Extension will allow the Task Force to continue its work as outlined in its recently released Year 2 Report and position itself to support the supply chain risk management imperative in 2021
WASHINGTON – Today, the Cybersecurity and Infrastructure Security Agency (CISA) announced a six-month extension of the Information and Communications Technology (ICT) Supply Chain Risk Management Task Force.
The Task Force, chaired by CISA and the Information Technology (IT) and Communications Sector Coordinating Councils, is a public-private partnership composed of a diverse range of representatives from large and small private sector organizations charged with identifying challenges and devising workable solutions and recommendations for managing risks to the global ICT supply chain.
In December of last year, the Task Force released its Year 2 Report, which built off previous work completed in year one. It showcased the collective ongoing efforts of five working groups within the Task Force to address challenges to information sharing, threat analysis, qualified bidder and qualified manufacturer lists, vendor attestation, and impacts from COVID-19 on supply chains.
The extension of the Task Force will allow working groups to continue their work as outlined in the Year 2 Report, to include the release of specific reports, including the latest Working Group 2 Threat Scenarios Report, as well as other upcoming working group products. It will also ensure both government and industry members can continue to collaborate on other ongoing public-private engagement efforts around supply chain and support the Federal Acquisition Security Council (FASC).
“The work of the Task Force over the past two years has been invaluable to the critical infrastructure community,” said Bob Kolasky, CISA Assistant Director and Task Force Co-Chair. “Extending the charter for six additional months ensures the Task Force has the support and flexibility needed to function as a high-leverage, public-private partnership able to work beyond the normal governmental processes to address unique challenges impacting global ICT supply chains.”
“As supply chain attacks on our global ICT infrastructure become more frequent, aggressive – and increasingly consequential – now is the time for our Task Force to double down on its critical work,” said Robert Mayer, Senior Vice President, Cybersecurity and Innovation, and Task Force Co-Chair. “Over the last two years, we’ve engaged a dozen government agencies and IT and communications stakeholders to make the global supply chain less vulnerable to a broad spectrum of supply chain attacks.
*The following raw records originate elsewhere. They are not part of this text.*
//! Occupancy rasterization.
//!
//! Every room's occupancy mask is compiled once into a footprint: the
//! flat canvas offsets `dy * map_width + dx` of its set cells. Rasterizing
//! a batch then clears one canvas buffer and, room by room, scatter-adds
//! each footprint at every instance's translated base index. Counts
//! accumulate, so overlapping rooms raise a cell above 1, and the result
//! does not depend on room order.

use maze_core::{Position, RoomCatalog};

/// Rasterizes room positions into per-instance occupancy counts.
#[derive(Clone, Debug)]
pub struct MapRasterizer {
    map_width: usize,
    map_height: usize,
    num_envs: usize,
    footprints: Vec<Vec<usize>>,
    canvas: Vec<u32>,
}

impl MapRasterizer {
    /// Compile footprints for `catalog` on a `map_width × map_height` map
    /// and allocate a canvas for `num_envs` instances.
    ///
    /// Rooms are assumed to fit the map; see
    /// [`EnvConfig::validate_for`](crate::EnvConfig::validate_for).
    pub fn new(catalog: &RoomCatalog, map_width: usize, map_height: usize, num_envs: usize) -> Self {
        let footprints = catalog
            .iter()
            .map(|room| {
                room.map()
                    .iter_set()
                    .map(|(x, y)| y * map_width + x)
                    .collect()
            })
            .collect();
        Self {
            map_width,
            map_height,
            num_envs,
            footprints,
            canvas: vec![0; num_envs * map_width * map_height],
        }
    }

    /// Cells per instance canvas.
    pub fn cells(&self) -> usize {
        self.map_width * self.map_height
    }

    /// Map width.
    pub fn map_width(&self) -> usize {
        self.map_width
    }

    /// Map height.
    pub fn map_height(&self) -> usize {
        self.map_height
    }

    /// Number of rooms with a compiled footprint.
    pub fn num_rooms(&self) -> usize {
        self.footprints.len()
    }

    /// Canvas offsets of one room's set cells, relative to its top-left.
    pub fn footprint(&self, room: usize) -> Option<&[usize]> {
        self.footprints.get(room).map(Vec::as_slice)
    }

    /// Rebuild every instance canvas from `positions` (`[env][room]`).
    ///
    /// Precondition: every position keeps its room inside the map, which
    /// holds for positions clamped to the room's capacity.
    ///
    /// # Panics
    ///
    /// Panics if `positions.len() != num_envs * num_rooms`, or if a
    /// position places a room outside the canvas buffer.
    pub fn rasterize(&mut self, positions: &[Position]) {
        let n_rooms = self.footprints.len();
        assert_eq!(positions.len(), self.num_envs * n_rooms);

        let cells = self.cells();
        self.canvas.fill(0);
        for (room, footprint) in self.footprints.iter().enumerate() {
            for env in 0..self.num_envs {
                let pos = positions[env * n_rooms + room];
                debug_assert!(pos.x >= 0 && pos.y >= 0, "negative position {pos}");
                let base = env * cells + pos.y as usize * self.map_width + pos.x as usize;
                let dst = &mut self.canvas[base..];
                for &offset in footprint {
                    dst[offset] += 1;
                }
            }
        }
    }

    /// All canvases, `[env][y][x]` flattened.
    pub fn canvas(&self) -> &[u32] {
        &self.canvas
    }

    /// One instance canvas, `[y][x]` flattened.
    pub fn instance(&self, env: usize) -> Option<&[u32]> {
        let cells = self.cells();
        (env < self.num_envs).then(|| &self.canvas[env * cells..(env + 1) * cells])
    }
}

#[cfg(test)]
mod tests {
    use super::*;
    use maze_core::RoomDef;

    fn catalog() -> RoomCatalog {
        RoomCatalog::new(vec![
            RoomDef::new(1, "unit", vec![vec![1]]),
            RoomDef::new(2, "ell", vec![vec![1, 0], vec![1, 1]]),
        ])
        .unwrap()
    }

    fn p(x: i32, y: i32) -> Position {
        Position::new(x, y)
    }

    #[test]
    fn footprints_use_map_stride() {
        let r = MapRasterizer::new(&catalog(), 5, 4, 1);
        assert_eq!(r.footprint(0).unwrap(), &[0]);
        assert_eq!(r.footprint(1).unwrap(), &[0, 5, 6]);
        assert!(r.footprint(2).is_none());
    }

    #[test]
    fn stamps_each_room_at_its_position() {
        let mut r = MapRasterizer::new(&catalog(), 4, 3, 1);
        r.rasterize(&[p(3, 0), p(1, 1)]);
        #[rustfmt::skip]
        let expected = [
            0, 0, 0, 1,
            0, 1, 0, 0,
            0, 1, 1, 0,
        ];
        assert_eq!(r.instance(0).unwrap(), &expected);
    }

    #[test]
    fn overlap_accumulates() {
        let mut r = MapRasterizer::new(&catalog(), 4, 3, 1);
        r.rasterize(&[p(1, 2), p(1, 1)]);
        assert_eq!(r.instance(0).unwrap()[2 * 4 + 1], 2);
        assert_eq!(r.instance(0).unwrap().iter().sum::<u32>(), 4);
    }

    #[test]
    fn instances_are_independent() {
        let mut r = MapRasterizer::new(&catalog(), 3, 3, 2);
        r.rasterize(&[p(0, 0), p(0, 0), p(2, 2), p(1, 1)]);
        let a = r.instance(0).unwrap();
        let b = r.instance(1).unwrap();
        assert_eq!(a[0], 2);
        assert_eq!(b[0], 0);
        assert_eq!(b[2 * 3 + 2], 2);
        assert_eq!(r.canvas().len(), 18);
        assert!(r.instance(2).is_none());
    }

    #[test]
    fn rebuild_clears_previous_layout() {
        let mut r = MapRasterizer::new(&catalog(), 3, 3, 1);
        r.rasterize(&[p(0, 0), p(0, 0)]);
        r.rasterize(&[p(2, 0), p(0, 1)]);
        assert_eq!(r.instance(0).unwrap()[0], 0);
        assert_eq!(r.instance(0).unwrap().iter().sum::<u32>(), 4);
    }

    #[test]
    fn room_order_does_not_matter() {
        let forward = catalog();
        let reversed = RoomCatalog::new(vec![
            RoomDef::new(2, "ell", vec![vec![1, 0], vec![1, 1]]),
            RoomDef::new(1, "unit", vec![vec![1]]),
        ])
        .unwrap();
        let mut a = MapRasterizer::new(&forward, 4, 4, 1);
        let mut b = MapRasterizer::new(&reversed, 4, 4, 1);
        a.rasterize(&[p(2, 3), p(1, 2)]);
        b.rasterize(&[p(1, 2), p(2, 3)]);
        assert_eq!(a.canvas(), b.canvas());
    }
}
This is where industry works side-by-side with our government partners on pressing priorities, and I’m glad this important partnership has been extended.”
“As threats to the global ICT supply chain become increasingly complex and pervasive, solutions that leverage public and private expertise are essential. In two years, we have established the ICT Supply Chain Risk Management Task Force as the preeminent public-private partnership tackling supply chain risk, driving forward actionable solutions on thorny issues including supply chain threat information sharing to vendor assurance,” said John Miller, ITI Vice President of Policy and Senior Counsel and Co-Chair of the Task Force. “We welcome the Task Force’s extension and look forward to continuing our important work to address our shared supply chain risk management challenges.”
Over the next six months, through July 2021, the Task Force will continue to explore means for building partnerships with international partners, new sectors, and stakeholders who can help grow the applicability and utilization of Task Force. With the interconnectedness between the sectors and the scale of supply chain risks faced by both government and industry, private-public coordination is essential to enhance ICT supply chain resilience.